_Task to carry out_
Each record below must be returned exactly as shown.
Material to process Start Marker
//! Device-reported status byte.
//!
//! Every status packet carries one byte in which the device reports faults.
//! A non-zero byte does **not** mean the exchange failed: the packet arrived
//! intact, the device simply has something to say (it is overheating, the
//! requested value was out of range, …).  Communication failures are a
//! different error class owned by the bus master.
//!
//! The two protocol versions use the byte differently:
//!
//! ```text
//! Protocol 1.0   bit: 7    6     5     4     3     2     1     0
//!                     -  INSTR OVLD  CHKS  RANGE HEAT  ANGLE VOLT
//!
//! Protocol 2.0   bit: 7    6..0
//!                   ALERT  error number (1..=7)
//! ```

use serde::{Deserialize, Serialize};

use crate::protocol::messages::ProtocolVersion;

/// Raw status/error byte of a status packet, kept as a bitmask.
#[derive(Debug, Clone, Copy, PartialEq, Eq, Hash, Default, Serialize, Deserialize)]
pub struct DeviceStatus(pub u8);

impl DeviceStatus {
    // Protocol 1.0 fault bits.
    pub const INPUT_VOLTAGE: u8 = 1 << 0;
    pub const ANGLE_LIMIT: u8 = 1 << 1;
    pub const OVERHEATING: u8 = 1 << 2;
    pub const RANGE: u8 = 1 << 3;
    pub const CHECKSUM: u8 = 1 << 4;
    pub const OVERLOAD: u8 = 1 << 5;
    pub const INSTRUCTION: u8 = 1 << 6;

    /// Protocol 2.0 hardware alarm bit.  The device keeps running but a
    /// hardware error is latched in its control table.
    pub const ALERT: u8 = 1 << 7;

    // Protocol 2.0 error numbers (low seven bits).
    pub const RESULT_FAIL: u8 = 1;
    pub const INSTRUCTION_ERROR: u8 = 2;
    pub const CRC_ERROR: u8 = 3;
    pub const DATA_RANGE_ERROR: u8 = 4;
    pub const DATA_LENGTH_ERROR: u8 = 5;
    pub const DATA_LIMIT_ERROR: u8 = 6;
    pub const ACCESS_ERROR: u8 = 7;

    /// A status byte with no fault reported.
    pub const OK: DeviceStatus = DeviceStatus(0);

    /// Returns the raw bitmask.
    pub fn bits(self) -> u8 {
        self.0
    }

    /// Returns `true` if no bit is set.
    pub fn is_ok(self) -> bool {
        self.0 == 0
    }

    /// Returns `true` if every bit in `mask` is set.
    pub fn contains(self, mask: u8) -> bool {
        self.0 & mask == mask
    }

    /// Returns `true` if the Protocol 2.0 hardware alarm bit is set.
    pub fn has_alert(self) -> bool {
        self.contains(Self::ALERT)
    }

    /// Protocol 2.0 error number (alert bit masked off); `0` means none.
    pub fn error_number(self) -> u8 {
        self.0 & !Self::ALERT
    }

    /// Human-readable description of every fault reported, interpreted for
    /// `version`.  Returns an empty vector when the byte is clear.
    pub fn describe(self, version: ProtocolVersion) -> Vec<&'static str> {
        match version {
            ProtocolVersion::V1 => V1_BITS
                .iter()
                .filter(|(bit, _)| self.contains(*bit))
                .map(|(_, text)| *text)
                .collect(),
            ProtocolVersion::V2 => {
                let mut out = Vec::new();
                if self.has_alert() {
                    out.push("hardware error status has been changed");
                }
                match self.error_number() {
                    0 => {}
                    Self::RESULT_FAIL => out.push("failed to process the instruction packet"),
                    Self::INSTRUCTION_ERROR => out.push("undefined instruction or action without reg_write"),
                    Self::CRC_ERROR => out.push("CRC of the sent packet does not match"),
                    Self::DATA_RANGE_ERROR => out.push("data to be written is out of range"),
                    Self::DATA_LENGTH_ERROR => out.push("data to be written is shorter than the register"),
                    Self::DATA_LIMIT_ERROR => out.push("data to be written is outside the configured limit"),
                    Self::ACCESS_ERROR => out.push("register is read-only, write-only or locked"),
                    _ => out.push("unknown error number"),
                }
                out
            }
        }
    }
}

const V1_BITS: [(u8, &str); 7] = [
    (DeviceStatus::INPUT_VOLTAGE, "input voltage error"),
    (DeviceStatus::ANGLE_LIMIT, "angle limit error"),
    (DeviceStatus::OVERHEATING, "overheat error"),
    (DeviceStatus::RANGE, "out of range error"),
    (DeviceStatus::CHECKSUM, "checksum error"),
    (DeviceStatus::OVERLOAD, "overload error"),
    (DeviceStatus::INSTRUCTION, "instruction code error"),
];

impl From<u8> for DeviceStatus {
    fn from(value: u8) -> Self {
        DeviceStatus(value)
    }
}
Material to process End Marker
_Expected answer_
//! Device-reported status byte.
//!
//! Every status packet carries one byte in which the device reports faults.
//! A non-zero byte does **not** mean the exchange failed: the packet arrived
//! intact, the device simply has something to say (it is overheating, the
//! requested value was out of range, …).  Communication failures are a
//! different error class owned by the bus master.
//!
//! The two protocol versions use the byte differently:
//!
//! ```text
//! Protocol 1.0   bit: 7    6     5     4     3     2     1     0
//!                     -  INSTR OVLD  CHKS  RANGE HEAT  ANGLE VOLT
//!
//! Protocol 2.0   bit: 7    6..0
//!                   ALERT  error number (1..=7)
//! ```

use serde::{Deserialize, Serialize};

use crate::protocol::messages::ProtocolVersion;

/// Raw status/error byte of a status packet, kept as a bitmask.
#[derive(Debug, Clone, Copy, PartialEq, Eq, Hash, Default, Serialize, Deserialize)]
pub struct DeviceStatus(pub u8);

impl DeviceStatus {
    // Protocol 1.0 fault bits.
    pub const INPUT_VOLTAGE: u8 = 1 << 0;
    pub const ANGLE_LIMIT: u8 = 1 << 1;
    pub const OVERHEATING: u8 = 1 << 2;
    pub const RANGE: u8 = 1 << 3;
    pub const CHECKSUM: u8 = 1 << 4;
    pub const OVERLOAD: u8 = 1 << 5;
    pub const INSTRUCTION: u8 = 1 << 6;

    /// Protocol 2.0 hardware alarm bit.  The device keeps running but a
    /// hardware error is latched in its control table.
    pub const ALERT: u8 = 1 << 7;

    // Protocol 2.0 error numbers (low seven bits).
    pub const RESULT_FAIL: u8 = 1;
    pub const INSTRUCTION_ERROR: u8 = 2;
    pub const CRC_ERROR: u8 = 3;
    pub const DATA_RANGE_ERROR: u8 = 4;
    pub const DATA_LENGTH_ERROR: u8 = 5;
    pub const DATA_LIMIT_ERROR: u8 = 6;
    pub const ACCESS_ERROR: u8 = 7;

    /// A status byte with no fault reported.
    pub const OK: DeviceStatus = DeviceStatus(0);

    /// Returns the raw bitmask.
    pub fn bits(self) -> u8 {
        self.0
    }

    /// Returns `true` if no bit is set.
    pub fn is_ok(self) -> bool {
        self.0 == 0
    }

    /// Returns `true` if every bit in `mask` is set.
    pub fn contains(self, mask: u8) -> bool {
        self.0 & mask == mask
    }

    /// Returns `true` if the Protocol 2.0 hardware alarm bit is set.
    pub fn has_alert(self) -> bool {
        self.contains(Self::ALERT)
    }

    /// Protocol 2.0 error number (alert bit masked off); `0` means none.
    pub fn error_number(self) -> u8 {
        self.0 & !Self::ALERT
    }

    /// Human-readable description of every fault reported, interpreted for
    /// `version`.  Returns an empty vector when the byte is clear.
    pub fn describe(self, version: ProtocolVersion) -> Vec<&'static str> {
        match version {
            ProtocolVersion::V1 => V1_BITS
                .iter()
                .filter(|(bit, _)| self.contains(*bit))
                .map(|(_, text)| *text)
                .collect(),
            ProtocolVersion::V2 => {
                let mut out = Vec::new();
                if self.has_alert() {
                    out.push("hardware error status has been changed");
                }
                match self.error_number() {
                    0 => {}
                    Self::RESULT_FAIL => out.push("failed to process the instruction packet"),
                    Self::INSTRUCTION_ERROR => out.push("undefined instruction or action without reg_write"),
                    Self::CRC_ERROR => out.push("CRC of the sent packet does not match"),
                    Self::DATA_RANGE_ERROR => out.push("data to be written is out of range"),
                    Self::DATA_LENGTH_ERROR => out.push("data to be written is shorter than the register"),
                    Self::DATA_LIMIT_ERROR => out.push("data to be written is outside the configured limit"),
                    Self::ACCESS_ERROR => out.push("register is read-only, write-only or locked"),
                    _ => out.push("unknown error number"),
                }
                out
            }
        }
    }
}

const V1_BITS: [(u8, &str); 7] = [
    (DeviceStatus::INPUT_VOLTAGE, "input voltage error"),
    (DeviceStatus::ANGLE_LIMIT, "angle limit error"),
    (DeviceStatus::OVERHEATING, "overheat error"),
    (DeviceStatus::RANGE, "out of range error"),
    (DeviceStatus::CHECKSUM, "checksum error"),
    (DeviceStatus::OVERLOAD, "overload error"),
    (DeviceStatus::INSTRUCTION, "instruction code error"),
];

impl From<u8> for DeviceStatus {
    fn from(value: u8) -> Self {
        DeviceStatus(value)
    }
}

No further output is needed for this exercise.